▶ _DATASET EXTRACT_
◆ ◆ ◆ ◆

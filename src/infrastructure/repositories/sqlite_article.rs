use crate::domain::article::{Article, ArticleContents, ArticleId, ArticleRepository, ArticleTitle};
use crate::domain::errors::{DomainError, DomainResult};
use crate::domain::user::WriterId;
use async_trait::async_trait;
use chrono::{DateTime, Utc};
use sqlx::{FromRow, SqlitePool};
use std::sync::Arc;

use super::map_error;

#[derive(Clone)]
pub struct SqliteArticleRepository {
    pool: Arc<SqlitePool>,
}

impl SqliteArticleRepository {
    pub fn new(pool: Arc<SqlitePool>) -> Self {
        Self { pool }
    }
}

#[derive(Debug, FromRow)]
struct ArticleRow {
    id: i64,
    writer: String,
    title: String,
    contents: String,
    created_at: DateTime<Utc>,
}

impl TryFrom<ArticleRow> for Article {
    type Error = DomainError;

    fn try_from(row: ArticleRow) -> Result<Self, Self::Error> {
        Ok(Article {
            id: Some(ArticleId::new(row.id)?),
            writer: WriterId::new(row.writer)?,
            title: ArticleTitle::new(row.title)?,
            contents: ArticleContents::new(row.contents)?,
            created_at: row.created_at,
        })
    }
}

#[async_trait]
impl ArticleRepository for SqliteArticleRepository {
    async fn save(&self, article: Article) -> DomainResult<Article> {
        match article.id {
            // RETURNING surfaces the auto-increment key assigned by the
            // engine; the returned row is the stored state.
            None => {
                let row = sqlx::query_as::<_, ArticleRow>(
                    "INSERT INTO articles (writer, title, contents, created_at) VALUES (?, ?, ?, ?) RETURNING id, writer, title, contents, created_at",
                )
                .bind(article.writer.as_str())
                .bind(article.title.as_str())
                .bind(article.contents.as_str())
                .bind(article.created_at)
                .fetch_one(&*self.pool)
                .await
                .map_err(map_error)?;

                Article::try_from(row)
            }
            // Identifier presence alone selects the update path. An id with
            // no matching row updates zero rows and the input comes back
            // unchanged; the store does not check first.
            Some(id) => {
                sqlx::query("UPDATE articles SET title = ?, contents = ? WHERE id = ?")
                    .bind(article.title.as_str())
                    .bind(article.contents.as_str())
                    .bind(i64::from(id))
                    .execute(&*self.pool)
                    .await
                    .map_err(map_error)?;

                Ok(article)
            }
        }
    }

    async fn find_all(&self) -> DomainResult<Vec<Article>> {
        let rows = sqlx::query_as::<_, ArticleRow>(
            "SELECT id, writer, title, contents, created_at FROM articles ORDER BY id",
        )
        .fetch_all(&*self.pool)
        .await
        .map_err(map_error)?;

        rows.into_iter().map(Article::try_from).collect()
    }

    async fn find_by_id(&self, id: ArticleId) -> DomainResult<Option<Article>> {
        let row = sqlx::query_as::<_, ArticleRow>(
            "SELECT id, writer, title, contents, created_at FROM articles WHERE id = ?",
        )
        .bind(i64::from(id))
        .fetch_optional(&*self.pool)
        .await
        .map_err(map_error)?;

        row.map(Article::try_from).transpose()
    }

    async fn delete_by_id(&self, id: ArticleId) -> DomainResult<()> {
        sqlx::query("DELETE FROM articles WHERE id = ?")
            .bind(i64::from(id))
            .execute(&*self.pool)
            .await
            .map_err(map_error)?;
        Ok(())
    }

    async fn delete_all(&self) -> DomainResult<()> {
        sqlx::query("DELETE FROM articles")
            .execute(&*self.pool)
            .await
            .map_err(map_error)?;
        Ok(())
    }
}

◆ ◆ ◆ ◆

▶ _TASK REQUIREMENTS_
From the entries above, tally the lines that contain the string "impl". Report the total and nothing more.

▶ _RESULT OF THIS EXERCISE_
3